Word for word, restate the lines from the start of the data down to the line with "use std::collections::HashMap;", both included.

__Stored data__
--------------------
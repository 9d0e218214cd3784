//! Top-of-book cache.
//!
//! Single writer (the feed adapter), many readers. Each token maps to an
//! `Arc<TopOfBook>` that is replaced wholesale on update, so a reader sees
//! either the fully-old or the fully-new snapshot, never a torn one.

use parking_lot::RwLock;
use std::collections::HashMap;
use std::sync::atomic::{AtomicU64, Ordering};
use std::sync::Arc;
use std::time::Duration;

use chrono::{DateTime, Utc};

use crate::models::TopOfBook;

/// Default staleness threshold for trading decisions.
pub const DEFAULT_MAX_AGE: Duration = Duration::from_secs(5);

pub struct TobCache {
    books: RwLock<HashMap<String, Arc<TopOfBook>>>,
    max_age: Duration,
    updates: AtomicU64,
}

impl TobCache {
    pub fn new() -> Self {
        Self::with_max_age(DEFAULT_MAX_AGE)
    }

    pub fn with_max_age(max_age: Duration) -> Self {
        Self {
            books: RwLock::new(HashMap::new()),
            max_age,
            updates: AtomicU64::new(0),
        }
    }

    /// Writer path: install a new snapshot for the token.
    pub fn apply(&self, tob: TopOfBook) {
        let token = tob.token_id.clone();
        self.books.write().insert(token, Arc::new(tob));
        self.updates.fetch_add(1, Ordering::Relaxed);
    }

    /// Latest snapshot regardless of age.
    pub fn get(&self, token_id: &str) -> Option<Arc<TopOfBook>> {
        self.books.read().get(token_id).cloned()
    }

    /// Latest snapshot only if it is within the freshness window.
    pub fn get_fresh(&self, token_id: &str, now: DateTime<Utc>) -> Option<Arc<TopOfBook>> {
        self.get(token_id)
            .filter(|tob| tob.is_fresh(now, self.max_age))
    }

    pub fn max_age(&self) -> Duration {
        self.max_age
    }

    pub fn len(&self) -> usize {
        self.books.read().len()
    }

    pub fn is_empty(&self) -> bool {
        self.books.read().is_empty()
    }

    pub fn total_updates(&self) -> u64 {
        self.updates.load(Ordering::Relaxed)
    }
}

impl Default for TobCache {
    fn default() -> Self {
        Self::new()
    }
}

#[cfg(test)]
mod tests {
    use super::*;
    use chrono::TimeZone;

    fn tob(token: &str, ask: f64, updated_at: DateTime<Utc>) -> TopOfBook {
        TopOfBook {
            token_id: token.to_string(),
            bid: ask - 0.02,
            ask,
            bid_size: 100.0,
            ask_size: 100.0,
            updated_at,
        }
    }

    #[test]
    fn freshness_gate() {
        let now = Utc.with_ymd_and_hms(2025, 6, 1, 12, 0, 0).unwrap();
        let cache = TobCache::new();
        cache.apply(tob("fresh", 0.5, now - chrono::Duration::seconds(2)));
        cache.apply(tob("stale", 0.5, now - chrono::Duration::seconds(10)));

        assert!(cache.get_fresh("fresh", now).is_some());
        assert!(cache.get_fresh("stale", now).is_none());
        // Stale snapshots are still readable without the gate.
        assert!(cache.get("stale").is_some());
        assert!(cache.get_fresh("missing", now).is_none());
    }

    #[test]
    fn updates_replace_wholesale() {
        let now = Utc.with_ymd_and_hms(2025, 6, 1, 12, 0, 0).unwrap();
        let cache = TobCache::new();
        cache.apply(tob("tok", 0.50, now));
        let first = cache.get("tok").unwrap();
        cache.apply(tob("tok", 0.55, now));
        let second = cache.get("tok").unwrap();

        // The earlier Arc still reflects the old snapshot.
        assert_eq!(first.ask, 0.50);
        assert_eq!(second.ask, 0.55);
        assert_eq!(cache.total_updates(), 2);
    }
}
--------------------
__The completed task__
repository 9d0e218214cd3784
//! Top-of-book cache.
//!
//! Single writer (the feed adapter), many readers. Each token maps to an
//! `Arc<TopOfBook>` that is replaced wholesale on update, so a reader sees
//! either the fully-old or the fully-new snapshot, never a torn one.

use parking_lot::RwLock;
use std::collections::HashMap;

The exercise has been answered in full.